- [What the task requires]
Which lines of the data below include the string "tracing"? Return each of them.

- [Supplied records]
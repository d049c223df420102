use axum::extract::{Path, State};
use axum::http::header::SET_COOKIE;
use axum::http::{HeaderMap, StatusCode};
use axum::response::{IntoResponse, Response};
use axum::{Extension, Json};

use super::transport::{clear_session_cookie, AppJson};
use super::views::UserView;
use super::{blocking, AppState};
use crate::error::AppResult;
use crate::identity::{CarrierKind, RequestContext, UserPatch};
use crate::storage::UserId;

pub async fn me(Extension(ctx): Extension<RequestContext>) -> Json<UserView> {
    Json(UserView::of(&ctx.principal, &ctx.principal))
}

pub async fn update_me(
    State(state): State<AppState>,
    Extension(ctx): Extension<RequestContext>,
    AppJson(patch): AppJson<UserPatch>,
) -> AppResult<Json<UserView>> {
    let accounts = state.accounts.clone();
    let id = ctx.principal.id;
    let updated = blocking(move || accounts.update(id, patch)).await?;
    Ok(Json(UserView::of(&updated, &updated)))
}

pub async fn delete_me(State(state): State<AppState>, Extension(ctx): Extension<RequestContext>) -> AppResult<Response> {
    let accounts = state.accounts.clone();
    let id = ctx.principal.id;
    blocking(move || accounts.delete(id)).await?;
    let mut headers = HeaderMap::new();
    if ctx.carrier == CarrierKind::Cookie {
        headers.insert(SET_COOKIE, clear_session_cookie(&state.settings)?);
    }
    Ok((StatusCode::NO_CONTENT, headers).into_response())
}

pub async fn get_user(
    State(state): State<AppState>,
    Extension(ctx): Extension<RequestContext>,
    Path(id): Path<UserId>,
) -> AppResult<Json<UserView>> {
    let accounts = state.accounts.clone();
    let subject = blocking(move || accounts.get(id)).await?;
    Ok(Json(UserView::of(&subject, &ctx.principal)))
}
//! Self-service changes to the caller's own account.

use chrono::Utc;
use serde::Deserialize;

use super::error::AuthError;
use super::principal::{Gender, Principal};
use super::registration::{conflict_error, validate_email, validate_username};
use super::session::SessionManager;
use crate::storage::{SharedStore, StoreError, UnitOfWork, UserId};

/// Editable fields of one's own account. Absent fields are left unchanged.
/// `password` exists only so that attempting it can be refused explicitly.
#[derive(Debug, Clone, Default, Deserialize)]
#[serde(deny_unknown_fields)]
pub struct UserPatch {
    #[serde(default)]
    pub username: Option<String>,
    #[serde(default)]
    pub email: Option<String>,
    #[serde(default)]
    pub nickname: Option<String>,
    #[serde(default)]
    pub avatar: Option<String>,
    #[serde(default)]
    pub gender: Option<Gender>,
    #[serde(default)]
    pub password: Option<String>,
}

pub struct AccountService {
    store: SharedStore,
    sessions: SessionManager,
}

impl AccountService {
    pub fn new(store: SharedStore, sessions: SessionManager) -> Self { Self { store, sessions } }

    pub fn get(&self, id: UserId) -> Result<Principal, AuthError> {
        Principal::load(self.store.as_ref(), id)?.ok_or(AuthError::NotFound(id))
    }

    pub fn update(&self, id: UserId, patch: UserPatch) -> Result<Principal, AuthError> {
        if patch.password.is_some() {
            return Err(AuthError::PasswordChangeNotAllowed);
        }
        let mut row = self.store.user_by_id(id)?.ok_or(AuthError::NotFound(id))?;
        if let Some(username) = patch.username {
            let username = username.trim().to_string();
            validate_username(&username)?;
            row.username = username;
        }
        if let Some(email) = patch.email {
            let email = email.trim().to_string();
            // empty string clears the address
            row.email = if email.is_empty() { None } else { validate_email(&email)?; Some(email) };
        }
        if let Some(nickname) = patch.nickname { row.nickname = Some(nickname).filter(|s| !s.trim().is_empty()); }
        if let Some(avatar) = patch.avatar { row.avatar = Some(avatar).filter(|s| !s.trim().is_empty()); }
        if let Some(gender) = patch.gender { row.gender = gender; }
        row.updated_at = Utc::now();

        let mut work = UnitOfWork::new();
        work.update_user(row);
        self.store.commit(work).map_err(|e| match conflict_error(e) {
            AuthError::RegistrationFailed(StoreError::NotFound(_)) => AuthError::NotFound(id),
            AuthError::RegistrationFailed(other) => AuthError::Persistence(other),
            conflict => conflict,
        })?;
        tracing::info!(target: "identity.account", user_id = id, "account updated");
        self.get(id)
    }

    /// Remove the account, its profiles and every session it owns.
    pub fn delete(&self, id: UserId) -> Result<(), AuthError> {
        if !self.store.delete_user(id)? {
            return Err(AuthError::NotFound(id));
        }
        let revoked = self.sessions.revoke_all_for(id)?;
        tracing::info!(target: "identity.account", user_id = id, revoked, "account deleted");
        Ok(())
    }
}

- [Result of this exercise]
        tracing::info!(target: "identity.account", user_id = id, "account updated");
        tracing::info!(target: "identity.account", user_id = id, revoked, "account deleted");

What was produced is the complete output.